--- Stored data entries ---
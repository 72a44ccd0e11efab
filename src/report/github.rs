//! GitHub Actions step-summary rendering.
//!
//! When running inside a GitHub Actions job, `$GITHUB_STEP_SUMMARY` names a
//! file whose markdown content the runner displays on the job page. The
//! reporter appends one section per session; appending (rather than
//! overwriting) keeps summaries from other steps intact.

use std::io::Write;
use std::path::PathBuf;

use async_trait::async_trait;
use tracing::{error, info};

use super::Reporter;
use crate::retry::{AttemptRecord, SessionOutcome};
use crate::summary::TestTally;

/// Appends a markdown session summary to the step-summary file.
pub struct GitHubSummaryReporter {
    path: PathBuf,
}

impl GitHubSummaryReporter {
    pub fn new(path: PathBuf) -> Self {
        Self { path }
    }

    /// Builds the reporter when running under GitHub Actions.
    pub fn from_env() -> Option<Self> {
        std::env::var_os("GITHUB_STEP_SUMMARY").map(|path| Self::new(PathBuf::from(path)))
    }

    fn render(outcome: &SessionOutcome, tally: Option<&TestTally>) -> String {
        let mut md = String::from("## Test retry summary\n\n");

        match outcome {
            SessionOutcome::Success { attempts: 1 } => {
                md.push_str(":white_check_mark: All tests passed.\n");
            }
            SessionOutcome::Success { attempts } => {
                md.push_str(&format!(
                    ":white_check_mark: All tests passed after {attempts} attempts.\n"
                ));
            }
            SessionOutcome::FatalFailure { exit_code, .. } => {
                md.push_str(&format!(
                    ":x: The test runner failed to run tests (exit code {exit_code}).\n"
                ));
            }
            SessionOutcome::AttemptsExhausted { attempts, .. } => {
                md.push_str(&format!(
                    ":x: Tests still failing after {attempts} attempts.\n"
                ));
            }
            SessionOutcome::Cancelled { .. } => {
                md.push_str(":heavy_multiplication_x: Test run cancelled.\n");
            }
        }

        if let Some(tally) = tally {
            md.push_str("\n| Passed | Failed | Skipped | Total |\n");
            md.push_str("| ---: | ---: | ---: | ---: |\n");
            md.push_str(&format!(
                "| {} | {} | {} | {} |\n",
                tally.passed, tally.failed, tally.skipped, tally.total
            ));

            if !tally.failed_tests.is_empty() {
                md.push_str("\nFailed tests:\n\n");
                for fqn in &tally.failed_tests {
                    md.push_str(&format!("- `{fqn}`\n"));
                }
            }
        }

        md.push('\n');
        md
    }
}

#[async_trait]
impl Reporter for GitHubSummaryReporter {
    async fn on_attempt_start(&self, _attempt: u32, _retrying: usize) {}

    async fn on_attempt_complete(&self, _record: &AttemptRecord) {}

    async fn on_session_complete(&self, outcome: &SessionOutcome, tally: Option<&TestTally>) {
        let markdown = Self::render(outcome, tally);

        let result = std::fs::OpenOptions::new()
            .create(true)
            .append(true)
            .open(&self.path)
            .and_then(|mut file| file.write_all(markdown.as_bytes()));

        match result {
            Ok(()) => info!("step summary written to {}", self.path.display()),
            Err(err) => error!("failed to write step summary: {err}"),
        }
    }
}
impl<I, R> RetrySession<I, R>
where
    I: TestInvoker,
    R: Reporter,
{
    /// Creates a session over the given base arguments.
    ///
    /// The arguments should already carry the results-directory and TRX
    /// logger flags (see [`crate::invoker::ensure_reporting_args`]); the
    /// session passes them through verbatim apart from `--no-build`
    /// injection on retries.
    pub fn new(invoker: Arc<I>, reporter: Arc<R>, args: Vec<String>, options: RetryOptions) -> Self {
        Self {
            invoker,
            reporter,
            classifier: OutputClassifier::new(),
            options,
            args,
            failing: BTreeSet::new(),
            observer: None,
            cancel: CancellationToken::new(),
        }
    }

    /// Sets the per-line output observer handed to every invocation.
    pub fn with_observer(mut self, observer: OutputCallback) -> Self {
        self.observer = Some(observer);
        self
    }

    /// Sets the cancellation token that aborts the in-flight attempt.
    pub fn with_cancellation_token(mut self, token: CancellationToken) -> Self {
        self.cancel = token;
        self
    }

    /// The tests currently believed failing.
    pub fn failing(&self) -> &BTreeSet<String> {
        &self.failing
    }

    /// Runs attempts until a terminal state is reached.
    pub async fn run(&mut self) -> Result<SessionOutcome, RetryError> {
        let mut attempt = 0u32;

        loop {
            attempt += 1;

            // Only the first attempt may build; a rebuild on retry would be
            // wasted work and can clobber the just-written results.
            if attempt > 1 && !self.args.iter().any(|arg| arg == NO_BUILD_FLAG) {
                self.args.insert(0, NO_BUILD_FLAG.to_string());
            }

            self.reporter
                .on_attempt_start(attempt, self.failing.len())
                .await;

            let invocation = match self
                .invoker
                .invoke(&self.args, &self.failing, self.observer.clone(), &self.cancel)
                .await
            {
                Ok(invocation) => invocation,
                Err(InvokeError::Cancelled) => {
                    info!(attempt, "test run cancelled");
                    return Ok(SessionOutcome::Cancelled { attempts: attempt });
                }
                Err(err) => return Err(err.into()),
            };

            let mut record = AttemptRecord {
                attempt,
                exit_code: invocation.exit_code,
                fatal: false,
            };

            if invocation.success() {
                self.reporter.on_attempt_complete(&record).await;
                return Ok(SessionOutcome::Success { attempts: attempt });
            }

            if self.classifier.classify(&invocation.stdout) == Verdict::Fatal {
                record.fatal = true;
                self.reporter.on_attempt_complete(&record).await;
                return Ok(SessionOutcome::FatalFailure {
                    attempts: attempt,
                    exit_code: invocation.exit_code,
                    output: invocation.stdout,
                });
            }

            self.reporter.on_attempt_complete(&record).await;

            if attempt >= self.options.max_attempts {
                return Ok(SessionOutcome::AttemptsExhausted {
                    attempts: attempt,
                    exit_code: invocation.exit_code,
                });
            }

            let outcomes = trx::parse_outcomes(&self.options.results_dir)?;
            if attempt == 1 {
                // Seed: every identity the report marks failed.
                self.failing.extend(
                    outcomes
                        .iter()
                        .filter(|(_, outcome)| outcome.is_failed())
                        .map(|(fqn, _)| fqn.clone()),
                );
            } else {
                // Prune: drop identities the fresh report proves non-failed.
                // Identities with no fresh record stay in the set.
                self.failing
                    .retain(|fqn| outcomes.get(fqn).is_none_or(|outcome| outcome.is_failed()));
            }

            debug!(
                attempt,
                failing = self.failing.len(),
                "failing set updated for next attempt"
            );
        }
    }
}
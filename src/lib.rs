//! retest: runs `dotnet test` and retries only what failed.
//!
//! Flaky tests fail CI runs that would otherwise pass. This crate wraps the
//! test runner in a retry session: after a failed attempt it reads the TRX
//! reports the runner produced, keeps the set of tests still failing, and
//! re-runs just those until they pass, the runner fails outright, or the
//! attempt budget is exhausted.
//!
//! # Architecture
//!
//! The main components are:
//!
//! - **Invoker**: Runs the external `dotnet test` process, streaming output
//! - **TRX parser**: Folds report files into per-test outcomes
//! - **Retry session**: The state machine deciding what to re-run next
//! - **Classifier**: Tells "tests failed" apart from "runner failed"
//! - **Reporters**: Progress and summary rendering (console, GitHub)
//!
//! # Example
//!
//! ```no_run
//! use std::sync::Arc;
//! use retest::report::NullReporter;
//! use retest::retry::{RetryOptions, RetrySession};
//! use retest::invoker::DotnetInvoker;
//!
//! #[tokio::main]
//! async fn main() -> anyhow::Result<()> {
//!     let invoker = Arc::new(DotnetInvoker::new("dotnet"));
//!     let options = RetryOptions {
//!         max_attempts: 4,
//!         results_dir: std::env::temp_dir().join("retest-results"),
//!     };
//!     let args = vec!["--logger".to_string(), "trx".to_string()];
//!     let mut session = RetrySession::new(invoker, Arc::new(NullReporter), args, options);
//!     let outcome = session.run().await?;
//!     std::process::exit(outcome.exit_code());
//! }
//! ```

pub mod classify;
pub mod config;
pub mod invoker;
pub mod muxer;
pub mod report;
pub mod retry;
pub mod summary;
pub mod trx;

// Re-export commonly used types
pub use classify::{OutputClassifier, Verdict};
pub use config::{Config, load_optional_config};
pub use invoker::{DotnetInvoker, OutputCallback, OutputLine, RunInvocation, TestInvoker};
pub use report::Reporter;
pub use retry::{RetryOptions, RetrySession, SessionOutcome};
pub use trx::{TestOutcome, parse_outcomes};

--- Task requirements ---
Lines containing the word "failing": how many are there in the data above? Reply with only that number.

--- Task answer ---
12